Немецкий драматург Ульрих Хуб пока известен в России по пьесе для детей «У ковчега ровно в восемь». Постановка «У лис длинные носы» этого же автора предназначена для зрителей постарше – подростков 10-12 лет. Спектаклем по этой пьесе и открыл сезон омский ТЮЗ.
За час до начала премьеры режиссёр Полина Стружкова успела поговорить с журналистами о сложностях работы с детьми, трудностях постановки камерного спектакля, общечеловеческих ценностях, о которых необходимо говорить со сцены.
Мир снизу вверх
Анастасия Трифонова, omsk.aif.ru: Полина, почему Вы предпочли работать именно с детьми?
Полина Стружкова: Мне интересны детские фильмы, книги, сами дети. Я могу разговаривать с ними на равных. Есть ещё один аспект – я маленького роста, и на меня постоянно смотрят, как на подростка. Меня, как и детей, задевают локтями. На спектакле приходится кричать: «Не надо меня усаживать, я режиссёр!». Я смотрю на мир снизу вверх, с артистами я разговариваю тоже снизу вверх. Единственные, с кем я на одном уровне – это дети 8-9-10 лет. Мне кажется, это всё не просто так.

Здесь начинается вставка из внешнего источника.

//! # Schema Bootstrap
//!
//! DDL for the store's four tables and the logic to bring a database up to
//! that schema. The bootstrap runs on every [`Client`] open; every statement
//! is guarded with `IF NOT EXISTS`, so it is idempotent and safe when
//! several clients race to open the same database.
//!
//! ## Table Overview
//!
//! ```text
//! store                 stream                     event
//! ┌────────────┐        ┌──────────────────┐       ┌──────────────────┐
//! │ id (PK)    │◄───┐   │ store_id ────────┼──┐    │ id (PK)          │
//! │ name (UQ)  │    ├───│ name             │  │    │ time             │
//! └────────────┘    │   │ next             │  ├────│ store_id         │
//!                   │   └──────────────────┘  │    │ event_type       │
//!                   │                         │    │ content_type     │
//!                   │   fact                  │    │ body             │
//!                   │   ┌──────────────────┐  │    └──────────────────┘
//!                   └───│ store_id         │──┘              ▲
//!                       │ stream, offset   │                 │
//!                       │ event_id ────────┼─────────────────┘
//!                       │ time             │
//!                       └──────────────────┘
//! ```
//!
//! `stream` rows are the locking authority for append ordering: appends
//! update `stream.next` inside an immediate transaction, so two producers
//! can never commit the same offset. `fact` maps `(store, stream, offset)`
//! to events; each appended event produces one fact on its named stream and
//! one on the store's ε-stream, in the same transaction.
//!
//! ## Physical layout
//!
//! The table and column names are stable across implementations so external
//! tools can read the database directly. `event` and `fact` carry a
//! microsecond `time` column, indexed to support time-ranged archival;
//! retention itself is a deployment concern, not a store operation.
//!
//! [`Client`]: crate::Client

use std::path::Path;
use std::time::Duration;

use rusqlite::{Connection, OpenFlags};

use crate::error::Result;

/// How long a connection waits on the database lock before reporting
/// `SQLITE_BUSY`. The append path additionally retries busy errors around
/// whole transactions.
const BUSY_TIMEOUT: Duration = Duration::from_secs(5);

// =============================================================================
// DDL
// =============================================================================

/// `store` maps store names to their IDs.
///
/// A store is a named logical namespace owning a set of streams and one
/// ε-stream. Stores are created on first open and never destroyed by the
/// store itself.
const CREATE_STORE: &str = r#"
CREATE TABLE IF NOT EXISTS store
(
    id   INTEGER PRIMARY KEY AUTOINCREMENT,
    name TEXT NOT NULL UNIQUE
)
"#;

/// `stream` is the authoritative source for the next unused offset of each
/// stream.
///
/// Appends take the write lock and update `next`, which serializes
/// concurrent appends to the same stream and is what makes checked appends'
/// optimistic-concurrency test sound. The ε-stream appears here as the row
/// with the empty name.
///
/// Stream names and offsets are de-normalized into `fact` rather than
/// related to this table, so `fact` can be read (or archived) without it.
const CREATE_STREAM: &str = r#"
CREATE TABLE IF NOT EXISTS stream
(
    store_id INTEGER NOT NULL,
    name     TEXT NOT NULL,
    next     INTEGER NOT NULL,

    PRIMARY KEY (store_id, name)
)
"#;

/// `event` contains application-defined event data.
///
/// Events are immutable once committed; no update or delete path exists in
/// the store. `time` is the commit timestamp in microseconds since the Unix
/// epoch, assigned from the writer's clock.
const CREATE_EVENT: &str = r#"
CREATE TABLE IF NOT EXISTS event
(
    id           INTEGER PRIMARY KEY AUTOINCREMENT,
    time         INTEGER NOT NULL,
    store_id     INTEGER NOT NULL,
    event_type   TEXT NOT NULL,
    content_type TEXT NOT NULL,
    body         BLOB NOT NULL
)
"#;

/// Index supporting time-ranged archival of old events.
const CREATE_EVENT_TIME_INDEX: &str = r#"
CREATE INDEX IF NOT EXISTS event_time ON event (time)
"#;

/// `fact` maps `(store, stream, offset)` to events.
///
/// Every event appended by a client appears on both the named stream it was
/// appended to and on the store's ε-stream.
const CREATE_FACT: &str = r#"
CREATE TABLE IF NOT EXISTS fact
(
    store_id INTEGER NOT NULL,
    stream   TEXT NOT NULL,
    "offset" INTEGER NOT NULL,
    event_id INTEGER NOT NULL,
    time     INTEGER NOT NULL
)
"#;

/// The reader's polling query: `WHERE store_id = ? AND stream = ? AND
/// "offset" >= ? ORDER BY "offset"`.
const CREATE_FACT_STREAM_INDEX: &str = r#"
CREATE INDEX IF NOT EXISTS fact_stream ON fact (store_id, stream, "offset")
"#;

/// Index supporting time-ranged archival of old facts.
const CREATE_FACT_TIME_INDEX: &str = r#"
CREATE INDEX IF NOT EXISTS fact_time ON fact (time)
"#;

/// `human_view` is a human-readable, chronological report of facts for
/// operators, excluding those on the ε-stream.
const CREATE_HUMAN_VIEW: &str = r#"
CREATE VIEW IF NOT EXISTS human_view AS
    SELECT
        o.name AS store,
        f.time,
        f.stream,
        f."offset",
        e.event_type,
        e.content_type,
        e.body
    FROM store AS o
    INNER JOIN fact AS f
        ON f.store_id = o.id
    INNER JOIN event AS e
        ON e.id = f.event_id
    WHERE f.stream != ''
    ORDER BY o.name, e.time, f.stream, f."offset"
"#;

// =============================================================================
// Bootstrap
// =============================================================================

/// Creates the store schema on the given connection.
///
/// Idempotent: every statement is guarded with `IF NOT EXISTS`, so racing
/// clients can bootstrap the same database concurrently.
pub fn bootstrap(conn: &Connection) -> Result<()> {
    conn.execute_batch(CREATE_STORE)?;
    conn.execute_batch(CREATE_STREAM)?;
    conn.execute_batch(CREATE_EVENT)?;
    conn.execute_batch(CREATE_EVENT_TIME_INDEX)?;
    conn.execute_batch(CREATE_FACT)?;
    conn.execute_batch(CREATE_FACT_STREAM_INDEX)?;
    conn.execute_batch(CREATE_FACT_TIME_INDEX)?;
    conn.execute_batch(CREATE_HUMAN_VIEW)?;

    Ok(())
}

/// Opens the read-write connection used by a client's writer thread, applies
/// the connection configuration, and bootstraps the schema.
///
/// WAL mode lets readers see a consistent snapshot while the writer commits;
/// `synchronous = NORMAL` syncs the WAL on commit rather than on every
/// write, which is the usual WAL-mode pairing.
pub(crate) fn open_writer(path: &Path) -> Result<Connection> {
    let conn = Connection::open(path)?;

    conn.busy_timeout(BUSY_TIMEOUT)?;
    conn.execute_batch("PRAGMA journal_mode = WAL")?;
    conn.execute_batch("PRAGMA synchronous = NORMAL")?;
    conn.execute_batch("PRAGMA foreign_keys = ON")?;

    bootstrap(&conn)?;

    Ok(conn)
}

/// Opens the read-only connection owned by a reader's polling thread.
///
/// Readers never use the writer's connection; each poller owns its own
/// read-only handle so polling cannot contend with appends for anything but
/// the WAL itself.
pub(crate) fn open_reader(path: &Path) -> Result<Connection> {
    let conn = Connection::open_with_flags(
        path,
        OpenFlags::SQLITE_OPEN_READ_ONLY | OpenFlags::SQLITE_OPEN_NO_MUTEX,
    )?;

    conn.busy_timeout(BUSY_TIMEOUT)?;

    Ok(conn)
}

// =============================================================================
// Tests
// =============================================================================

#[cfg(test)]
mod tests {
    use super::*;

    #[test]
    fn bootstrap_creates_all_tables() {
        let conn = Connection::open_in_memory().unwrap();
        bootstrap(&conn).unwrap();

        let count: i32 = conn
            .query_row(
                "SELECT COUNT(*) FROM sqlite_master
                 WHERE type = 'table' AND name NOT LIKE 'sqlite_%'",
                [],
                |row| row.get(0),
            )
            .unwrap();

        assert_eq!(count, 4, "expected store, stream, event and fact tables");
    }

    #[test]
    fn bootstrap_creates_indexes_and_view() {
        let conn = Connection::open_in_memory().unwrap();
        bootstrap(&conn).unwrap();

        let indexes: Vec<String> = {
            let mut stmt = conn
                .prepare(
                    "SELECT name FROM sqlite_master
                     WHERE type = 'index' AND name NOT LIKE 'sqlite_%'",
                )
                .unwrap();

            stmt.query_map([], |row| row.get(0))
                .unwrap()
                .collect::<std::result::Result<_, _>>()
                .unwrap()
        };

        assert!(indexes.contains(&"fact_stream".to_string()));
        assert!(indexes.contains(&"fact_time".to_string()));
        assert!(indexes.contains(&"event_time".to_string()));

        let views: i32 = conn
            .query_row(
                "SELECT COUNT(*) FROM sqlite_master WHERE type = 'view' AND name = 'human_view'",
                [],
                |row| row.get(0),
            )
            .unwrap();
        assert_eq!(views, 1);
    }

    #[test]
    fn bootstrap_is_idempotent() {
        let conn = Connection::open_in_memory().unwrap();
        bootstrap(&conn).unwrap();
        bootstrap(&conn).unwrap();

        // Still usable after the second pass.
        conn.execute("INSERT INTO store (name) VALUES ('test')", [])
            .unwrap();
    }

    #[test]
    fn fact_offset_column_is_usable() {
        // "offset" is an SQL keyword; make sure the quoting in the DDL and
        // the canonical queries agree.
        let conn = Connection::open_in_memory().unwrap();
        bootstrap(&conn).unwrap();

        conn.execute(
            r#"INSERT INTO fact (store_id, stream, "offset", event_id, time)
               VALUES (1, 's', 0, 1, 0)"#,
            [],
        )
        .unwrap();

        let offset: i64 = conn
            .query_row(
                r#"SELECT "offset" FROM fact WHERE store_id = 1 AND stream = 's'"#,
                [],
                |row| row.get(0),
            )
            .unwrap();
        assert_eq!(offset, 0);
    }
}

– С актёрами было работать очень легко, общий язык нашли довольно быстро. Труппа открыта к поиску, разговору с детьми – это очень здорово.
– Почему постановку «У лис длинные носы» было решено сделать именно как камерный спектакль?
– Для театра очень важно иметь детские спектакли, которые не захватывают всю сцену, дают возможность говорить с детьми, именно говорить, а не кричать на них. Это первый момент. Во-вторых, пьеса очень современная, «про сегодня», в ней присутствует современная музыка и современные аллюзии. Но вместе с тем, там много информации, которую надо услышать и понять. Поэтому Владимир Александрович (Золотарь, художественный руководитель ТЮЗа. – Ред.) позволил сократить количество зрителей. Мы пытаемся предложить зрителям игру, вовлечь их в эту игру.
– Готовясь к этой пьесе, не только я, но и все артисты наблюдали за людьми, которых мы встречаем на улице, и они кажутся нам немного странными, «не от мира сего». В обычной жизни мы чуть-чуть от этих людей отстраняемся. Вы увидите в пьесе таких чудиков, иногда даже «городских сумасшедших». Я пытаюсь сказать, что нужно иногда обратить внимание, понять, что стоит за таким экстравагантным видом или поведением. Мне кажется, об этом мы достаточно скажем в пьесе.
«Пьеса – это записанный разговор»
– Пьеса, так или иначе, написана за рубежом. В первую очередь, она предназначалась для зрителя с западной ментальностью, другим образом мышления. Были ли сложности с адаптацией для русского зрителя?
– Вопрос адаптации пьесы всегда присутствует. С одной стороны, мы повторяем, что дети быстрее реагируют на новые правила, которые им предлагаются. С другой стороны, мне показалось важным, что какие-то вещи у нас тоже присутствуют, но они чуть-чуть другие: тот же аэропорт, например. Тут вопрос не изменения текста, а того, как мы его читаем. Ведь пьеса – это записанный разговор.
– Банальность, но: если пьеса хорошая, в ней поднимаются вопросы, которые чуть выше конкретной ментальности. В них объединяются немцы, русские, американцы, дети, взрослые. Когда речь идёт о вранье, когда мы притворяемся, когда мы не совсем те, кто мы есть, из-за комплексов или слабостей, страхов, то дети говорят – да, мы с этим сталкиваемся. Не только дети. Каждый из нас, в принципе, с этим сталкивается в какой-то момент.
– Если Вас спросили, как именно нужно ставить спектакли для детей, что бы Вы ответили?
– Для детей нужно ставит спектакли так же как для взрослых, только чуть серьёзнее.